The Integrated Transport Research Laboratory (ITRL) at KTH is set up for experiments. A couple of quadricopter drones fitted with claws are about to perform a task. Protective netting and mattresses on the floor mark the test area.

“We want to develop a mathematical theory for the interconnected, cyber-physical society. To do so, we are carrying out experiments that simulate fairly simple interactions between self-driving vehicles and people in an urban environment, for example,” says Karl Henrik Johansson, Professor of Control Engineering.

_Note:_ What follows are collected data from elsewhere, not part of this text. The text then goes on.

//! Interceptor chain builder
//!
//! For each method, interceptors are collected from three tiers and the
//! tier order is the wrap order (first element outermost):
//!
//! 1. composite-level interceptors
//! 2. interceptors declared on the mixin backing the method
//! 3. interceptors declared on the other mixins in use
//!
//! A candidate is kept only if its `appliesTo` filter matches, it
//! implements the method's capability (unless generic), it overrides the
//! method (if partial), and no required slot is ruled out the same way a
//! mixin candidate's would be. An accepted interceptor whose slot has no
//! provider at all is skipped with a warning, or fails resolution under
//! strict settings.

use composite_model::{
    AppliesTo, AppliesToContext, CapabilityName, Catalog, CompositeDescriptor, FragmentName,
    InterceptorDescriptor, InterceptorKind, MethodRef, MixinDescriptor,
};
use indexmap::IndexMap;
use std::collections::HashSet;
use std::sync::Arc;

use crate::dependency::DependencyResolver;
use crate::error::ResolutionError;
use crate::mixin::{BindingOrigin, MixinBinding};
use crate::settings::ResolverSettings;

/// Resolved call plan for one method
#[derive(Debug, Clone)]
pub struct MethodPlan {
    pub method: MethodRef,
    /// The mixin at the end of the chain
    pub mixin: Arc<MixinDescriptor>,
    pub origin: BindingOrigin,
    /// Concerns and side-effects, outermost first
    pub chain: Vec<Arc<InterceptorDescriptor>>,
}

impl MethodPlan {
    pub fn concerns(&self) -> impl Iterator<Item = &Arc<InterceptorDescriptor>> {
        self.of_kind(InterceptorKind::Concern)
    }

    pub fn side_effects(&self) -> impl Iterator<Item = &Arc<InterceptorDescriptor>> {
        self.of_kind(InterceptorKind::SideEffect)
    }

    pub fn interceptor_names(&self) -> Vec<&FragmentName> {
        self.chain.iter().map(|i| i.name()).collect()
    }

    fn of_kind(&self, kind: InterceptorKind) -> impl Iterator<Item = &Arc<InterceptorDescriptor>> {
        self.chain.iter().filter(move |i| i.kind == kind)
    }
}

/// Builds method plans for one composite once its mixins are bound
pub struct InterceptorChainBuilder<'a> {
    catalog: &'a Catalog,
    composite: &'a CompositeDescriptor,
    bindings: &'a IndexMap<CapabilityName, MixinBinding>,
    used_mixins: &'a [Arc<MixinDescriptor>],
    dependencies: DependencyResolver<'a>,
    settings: ResolverSettings,
}

impl<'a> InterceptorChainBuilder<'a> {
    pub fn new(
        catalog: &'a Catalog,
        composite: &'a CompositeDescriptor,
        bindings: &'a IndexMap<CapabilityName, MixinBinding>,
        used_mixins: &'a [Arc<MixinDescriptor>],
        dependencies: DependencyResolver<'a>,
        settings: ResolverSettings,
    ) -> Self {
        Self {
            catalog,
            composite,
            bindings,
            used_mixins,
            dependencies,
            settings,
        }
    }

    pub fn chain_for(&self, method: &MethodRef) -> Result<MethodPlan, ResolutionError> {
        let binding = self.bindings.get(&method.capability).ok_or_else(|| {
            ResolutionError::UnresolvedCapability {
                composite: self.composite.name.clone(),
                capability: method.capability.clone(),
            }
        })?;

        let mut accepted: Vec<Arc<InterceptorDescriptor>> = Vec::new();
        let mut seen: HashSet<FragmentName> = HashSet::new();

        for candidate in self.candidates(binding) {
            if !seen.insert(candidate.name().clone()) {
                continue;
            }
            if self.accepts(&candidate, method, binding)? {
                accepted.push(candidate);
            }
        }

        tracing::debug!(
            composite = %self.composite.name,
            method = %method,
            mixin = %binding.mixin.name(),
            chain = ?accepted.iter().map(|i| i.name().as_str()).collect::<Vec<_>>(),
            "assembled interceptor chain"
        );

        Ok(MethodPlan {
            method: method.clone(),
            mixin: binding.mixin.clone(),
            origin: binding.origin.clone(),
            chain: accepted,
        })
    }

    /// Candidates in tier order, possibly with repeats
    fn candidates(&self, binding: &MixinBinding) -> Vec<Arc<InterceptorDescriptor>> {
        let mut candidates = self.composite.interceptors.clone();

        // A delegated mixin carries its own chain inside the wrapped composite.
        if binding.origin == BindingOrigin::Own {
            candidates.extend(self.catalog.interceptors_of(&binding.mixin));
        }

        for mixin in self.used_mixins {
            if mixin.name() != binding.mixin.name() {
                candidates.extend(self.catalog.interceptors_of(mixin));
            }
        }
        candidates
    }

    fn accepts(
        &self,
        interceptor: &InterceptorDescriptor,
        method: &MethodRef,
        binding: &MixinBinding,
    ) -> Result<bool, ResolutionError> {
        let capabilities = self.catalog.capabilities();

        if !self.applies(interceptor, method, binding) {
            tracing::trace!(interceptor = %interceptor.name(), method = %method, "appliesTo filter did not match");
            return Ok(false);
        }

        if !interceptor.generic {
            if !interceptor.fragment.satisfies(capabilities, &method.capability) {
                tracing::trace!(interceptor = %interceptor.name(), method = %method, "does not implement capability");
                return Ok(false);
            }
            if !interceptor.fragment.overrides_method(&method.name) {
                tracing::trace!(interceptor = %interceptor.name(), method = %method, "partial, method not overridden");
                return Ok(false);
            }
        }

        if let Some(slot) = self.dependencies.first_invalid(&interceptor.uses, &method.capability) {
            tracing::trace!(interceptor = %interceptor.name(), method = %method, slot = %slot, "wrapped composite cannot supply dependency");
            return Ok(false);
        }

        if let Some(slot) = self
            .dependencies
            .first_unsatisfied(&interceptor.uses, &method.capability)?
        {
            if self.settings.strict_interceptor_dependencies {
                return Err(self.dependencies.unsatisfiable(slot));
            }
            tracing::warn!(
                composite = %self.composite.name,
                interceptor = %interceptor.name(),
                method = %method,
                slot = %slot,
                "skipping interceptor with unsatisfiable dependency"
            );
            return Ok(false);
        }

        Ok(true)
    }

    /// No filters means everywhere; several filters are alternatives
    fn applies(&self, interceptor: &InterceptorDescriptor, method: &MethodRef, binding: &MixinBinding) -> bool {
        if interceptor.applies_to.is_empty() {
            return true;
        }

        let capabilities = self.catalog.capabilities();
        let mixin = &binding.mixin;

        interceptor.applies_to.iter().any(|filter| match filter {
            AppliesTo::Tag(tag) => {
                mixin.fragment.carries_tag(tag)
                    || (!mixin.is_generic() && mixin.fragment.method_carries_tag(&method.name, tag))
            }
            AppliesTo::Capability(target) => {
                mixin.fragment.satisfies(capabilities, target)
                    || capabilities.is_assignable(target, &method.capability)
            }
            AppliesTo::Filter(predicate) => predicate.applies_to(&AppliesToContext {
                composite: &self.composite.name,
                capability: &method.capability,
                method: Some(method),
                mixin: Some(mixin.name()),
                fragment: interceptor.name(),
            }),
        })
    }
}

The ways we communicate and exchange information have changed radically in step with rapid developments in computing and IT. The next quantum leap will be the Internet of Things and cyber-physical systems, in which billions of things and systems will be connected to each other. Computers in various forms, digital devices, transport, health care, laundry rooms, and electric power systems – basically everything – will become interconnected.

“Systems working together in this way will be a predominant feature of society. Humans will always be involved in all these systems, computing power, and some kind of machine: something physical interacting with its surroundings.”

The problem is that current tools and theories used by engineers cannot cope with these huge quantities of complex information, human interaction and decision making.

Johansson heads a project supported by the Knut and Alice Wallenberg Foundation whose goal is to develop new scientific methods that it is hoped will rationalize the interconnected society and make it more reliable. Five research teams at KTH are involved in the project, and experiments are also being carried out at the Mobile Life lab in Kista, north of Stockholm. Johansson elaborates:

“Our collaboration is going to be really interesting because the teams involved come from such a variety of disciplines. We will be interlinking topics such as network technology with interaction design, psychology and mathematics. This is a new approach, and we don’t really know where it will take us.”

Systems of systems

The researchers are trying to envision the technical solutions and systems we will have in 30 years, and what fundamental limitations we will face.

“It is essential to understand these systems, so we can develop technologies that are as good as possible for desired societal development. The greatest challenge is to understand systems in which different technical solutions interact – how these ‘systems of systems’ should be designed, and, in particular, how they should interact with humans.”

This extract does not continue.